El Olvido de la Carne

El Olvido de la Carne

El hombre moderno ha transformado la vida en una circunstancia a la que no hay que buscarle el sentido, más allá de vivir el momento. El sabio e iniciado de la antigüedad, por el contrario, practicaba y enseñaba la indagación, porque la vida es un camino, y el tiempo escaso para develar las razones de nuestra existencia. Para él la vida material era un tránsito caracterizado por su naturaleza olvidadiza.

El olvido es la primera flaqueza que acontece a la carnalidad. El efímero escapismo del momento nos invade sobre los detalles de nuestro nacimiento, a pesar de ser sus protagonistas. Padecimiento que se repite en los años posteriores, borrando un rastro que, como mucho, deja una neblina de flashes inconexos y sentidos. Como si los recuerdos no nos pertenecieran. Hasta que en algún punto de la niñez, aparece una conciencia y un sentido de la individualidad que los años y el crecimiento simplifican y enaltecen como el origen de lo que somos.

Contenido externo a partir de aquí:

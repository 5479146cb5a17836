// ABOUTME: In-memory catalog snapshot for one database, in catalog scan order
// ABOUTME: Per-object lookups that failed during introspection surface as CatalogError

use super::model::*;
use crate::postgres::Extension;
use std::collections::BTreeMap;

/// Why an object's details are not available to an emitter
#[derive(Debug, Clone, PartialEq, Eq, thiserror::Error)]
pub enum CatalogError {
    #[error("could not read {kind} {name} from the catalog: {message}")]
    LookupFailed {
        kind: ObjectKind,
        name: String,
        message: String,
    },
    #[error("object {0} is not present in the catalog snapshot")]
    Missing(ObjectId),
}

/// Everything the exporter knows about one database
///
/// `entries` preserves the catalog scan order, which is the deterministic
/// tie-break used by every topological pass.
#[derive(Debug, Clone, Default)]
pub struct CatalogSnapshot {
    pub database: String,
    pub extensions: Vec<Extension>,
    pub schemas: Vec<SchemaDef>,
    entries: Vec<ObjectEntry>,
    tables: BTreeMap<ObjectId, TableDef>,
    functions: BTreeMap<ObjectId, FunctionDef>,
    aggregates: BTreeMap<ObjectId, AggregateDef>,
    views: BTreeMap<ObjectId, ViewDef>,
    domains: BTreeMap<ObjectId, DomainDef>,
    types: BTreeMap<ObjectId, TypeDef>,
    sequences: BTreeMap<ObjectId, SequenceDef>,
    operators: BTreeMap<ObjectId, OperatorDef>,
    failures: BTreeMap<ObjectId, String>,
}

macro_rules! lookup {
    ($method:ident, $field:ident, $ty:ty) => {
        pub fn $method(&self, id: ObjectId) -> Result<&$ty, CatalogError> {
            if let Some(def) = self.$field.get(&id) {
                return Ok(def);
            }
            Err(self.failure_for(id))
        }
    };
}

impl CatalogSnapshot {
    pub fn new(database: impl Into<String>) -> Self {
        Self {
            database: database.into(),
            ..Default::default()
        }
    }

    /// All scanned objects, in scan order
    pub fn entries(&self) -> &[ObjectEntry] {
        &self.entries
    }

    pub fn entry(&self, id: ObjectId) -> Option<&ObjectEntry> {
        self.entries.iter().find(|e| e.id == id)
    }

    pub fn entries_of<'a>(
        &'a self,
        kinds: &'a [ObjectKind],
    ) -> impl Iterator<Item = &'a ObjectEntry> + 'a {
        self.entries.iter().filter(move |e| kinds.contains(&e.kind))
    }

    /// Find an object by schema-qualified name
    pub fn find(&self, schema: &str, name: &str) -> Option<&ObjectEntry> {
        self.entries
            .iter()
            .find(|e| e.name.schema == schema && e.name.name == name)
    }

    lookup!(table, tables, TableDef);
    lookup!(function, functions, FunctionDef);
    lookup!(aggregate, aggregates, AggregateDef);
    lookup!(view, views, ViewDef);
    lookup!(domain, domains, DomainDef);
    lookup!(type_def, types, TypeDef);
    lookup!(sequence, sequences, SequenceDef);
    lookup!(operator, operators, OperatorDef);

    /// Partitions whose parent is `parent`, in scan order
    pub fn partitions_of(&self, parent: ObjectId) -> Vec<ObjectId> {
        self.entries
            .iter()
            .filter(|e| e.parent == Some(parent))
            .map(|e| e.id)
            .collect()
    }

    /// Sequences owned by a column of `table`
    pub fn sequences_owned_by(&self, table: ObjectId) -> Vec<ObjectId> {
        self.sequences
            .values()
            .filter(|s| matches!(&s.owned_by, Some((owner, _)) if *owner == table))
            .map(|s| s.id)
            .collect()
    }

    pub fn add_table(&mut self, table: TableDef) {
        self.push_entry(ObjectEntry {
            id: table.id,
            name: table.name.clone(),
            kind: table.kind(),
            parent: table.shape.parent(),
        });
        self.tables.insert(table.id, table);
    }

    pub fn add_function(&mut self, function: FunctionDef) {
        self.push_entry(ObjectEntry {
            id: function.id,
            name: function.name.clone(),
            kind: ObjectKind::Function,
            parent: None,
        });
        self.functions.insert(function.id, function);
    }

    pub fn add_aggregate(&mut self, aggregate: AggregateDef) {
        self.push_entry(ObjectEntry {
            id: aggregate.id,
            name: aggregate.name.clone(),
            kind: ObjectKind::Aggregate,
            parent: None,
        });
        self.aggregates.insert(aggregate.id, aggregate);
    }

    pub fn add_view(&mut self, view: ViewDef) {
        let kind = if view.materialized {
            ObjectKind::MaterializedView
        } else {
            ObjectKind::View
        };
        self.push_entry(ObjectEntry {
            id: view.id,
            name: view.name.clone(),
            kind,
            parent: None,
        });
        self.views.insert(view.id, view);
    }

    pub fn add_domain(&mut self, domain: DomainDef) {
        self.push_entry(ObjectEntry {
            id: domain.id,
            name: domain.name.clone(),
            kind: ObjectKind::Domain,
            parent: None,
        });
        self.domains.insert(domain.id, domain);
    }

    pub fn add_type(&mut self, type_def: TypeDef) {
        self.push_entry(ObjectEntry {
            id: type_def.id,
            name: type_def.name.clone(),
            kind: ObjectKind::Type,
            parent: None,
        });
        self.types.insert(type_def.id, type_def);
    }

    pub fn add_sequence(&mut self, sequence: SequenceDef) {
        self.push_entry(ObjectEntry {
            id: sequence.id,
            name: sequence.name.clone(),
            kind: ObjectKind::Sequence,
            parent: None,
        });
        self.sequences.insert(sequence.id, sequence);
    }

    pub fn add_operator(&mut self, operator: OperatorDef) {
        self.push_entry(ObjectEntry {
            id: operator.id,
            name: operator.name.clone(),
            kind: ObjectKind::Operator,
            parent: None,
        });
        self.operators.insert(operator.id, operator);
    }

    /// Record an object whose details could not be loaded
    ///
    /// The entry still takes part in ordering; emitters asking for it get a
    /// [`CatalogError::LookupFailed`].
    pub fn add_failure(&mut self, entry: ObjectEntry, message: impl Into<String>) {
        let id = entry.id;
        self.push_entry(entry);
        self.failures.insert(id, message.into());
    }

    fn push_entry(&mut self, entry: ObjectEntry) {
        if let Some(existing) = self.entries.iter_mut().find(|e| e.id == entry.id) {
            *existing = entry;
        } else {
            self.entries.push(entry);
        }
    }

    fn failure_for(&self, id: ObjectId) -> CatalogError {
        match (self.failures.get(&id), self.entry(id)) {
            (Some(message), Some(entry)) => CatalogError::LookupFailed {
                kind: entry.kind,
                name: entry.name.display_name(),
                message: message.clone(),
            },
            _ => CatalogError::Missing(id),
        }
    }
}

A sus rescoldos acudimos para revivir lo que una vez fuimos, con la emoción del que intenta vislumbrar el inenarrable sentido de la vida, escarbando en su mágica mixtura de amarguras y nostalgia. Somos lo que hemos vivido, lo sabemos, lo presentimos y llamaríamos loco a quien nos lo negara, pero a pesar de estar presentes, poco podemos atestiguar de lo sucedido. El metafórico ayer puede estar plagado de memorias vívidas, lúcidas y detallistas si quieren, pero de entre la suma de horas, meses y años trascurridos, no podemos extraer como prueba, ni el completo total del más nimio día. Sólo bosquejos de momentos, sin detalles completos de la hora a la que nos levantamos, la ropa que llevábamos puesta, lo que comimos o los juegos mentales que durante esas horas poblaron nuestra cabeza.

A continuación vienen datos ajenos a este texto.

// ABOUTME: DDL for standalone sequences
// ABOUTME: OWNED BY is deferred until the owning table exists; setval restores the current value

use super::{drop_statement, trailer, EmitContext, ObjectEmitter};
use crate::catalog::SequenceDef;
use crate::dump::deferred::{DeferredKind, DeferredQueue, DeferredStatement};
use crate::utils::{quote_ident, quote_literal};

pub struct SequenceEmitter;

impl ObjectEmitter for SequenceEmitter {
    type Object = SequenceDef;

    fn emit(
        &self,
        sequence: &SequenceDef,
        cx: &EmitContext<'_>,
        deferred: &mut DeferredQueue,
    ) -> Vec<String> {
        let target = sequence.name.sql();
        let mut statements = Vec::new();
        if cx.options.clean {
            statements.push(drop_statement("SEQUENCE", &target));
        }
        statements.push(format!(
            "CREATE SEQUENCE {}{}\n    AS {}\n    START WITH {}\n    INCREMENT BY {}\n    MINVALUE {}\n    MAXVALUE {}\n    CACHE {}{};",
            if cx.options.if_not_exists {
                "IF NOT EXISTS "
            } else {
                ""
            },
            target,
            sequence.data_type,
            sequence.start,
            sequence.increment,
            sequence.min_value,
            sequence.max_value,
            sequence.cache,
            if sequence.cycle { "\n    CYCLE" } else { "" }
        ));

        if let Some((table, column)) = &sequence.owned_by {
            // Guarded at drain time: skipped when the table is filtered out.
            let table_name = cx
                .name_of(*table)
                .unwrap_or_else(|| table.to_string());
            deferred.push(
                DeferredStatement::new(
                    DeferredKind::SequenceOwnership,
                    sequence.id,
                    format!(
                        "ALTER SEQUENCE {} OWNED BY {}.{};",
                        target,
                        table_name,
                        quote_ident(column)
                    ),
                )
                .requiring(*table),
            );
        }

        statements.extend(trailer(
            "SEQUENCE",
            &target,
            Some("SEQUENCE"),
            &sequence.meta,
            cx.options,
        ));
        statements
    }
}

/// `setval` call restoring the sequence's current value, written with table data
pub fn setval_statement(sequence: &SequenceDef) -> Option<String> {
    sequence.last_value.map(|value| {
        format!(
            "SELECT pg_catalog.setval({}, {}, {});",
            quote_literal(&sequence.name.sql()),
            value,
            sequence.is_called
        )
    })
}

Dicen los neurólogos que el olvido es una estrategia evolutiva que nuestro cerebro usa para ahorrar energía y enfocarla en el presente. Sin duda la demandante realidad, no promueve el conteo y la formulación de un catálogo minucioso de lo vivido, pero ello no creo que justifique, ni sea el origen de nuestra inmensa capacidad de olvido. Me niego a ser tan simple y parcial. Las hipótesis de la ciencia no son más que simples conjeturas, sobre una complejidad desconocida. Un único punto de vista siempre yerra, porque no contempla aquellas perspectivas que desconoce.

Pero si al pragmatismo se alude, para cada uno de nosotros olvidar representa una pequeña muerte. Irrecuperable, como el tiempo y la vida, que se escurren en nuestro abrazo. Lo inmaterial no puede ser calibrado por las leyes de lo físico, y esa incuestionable certeza; se nos olvida. Y como esa desmemoria, muchas otras nos adornan.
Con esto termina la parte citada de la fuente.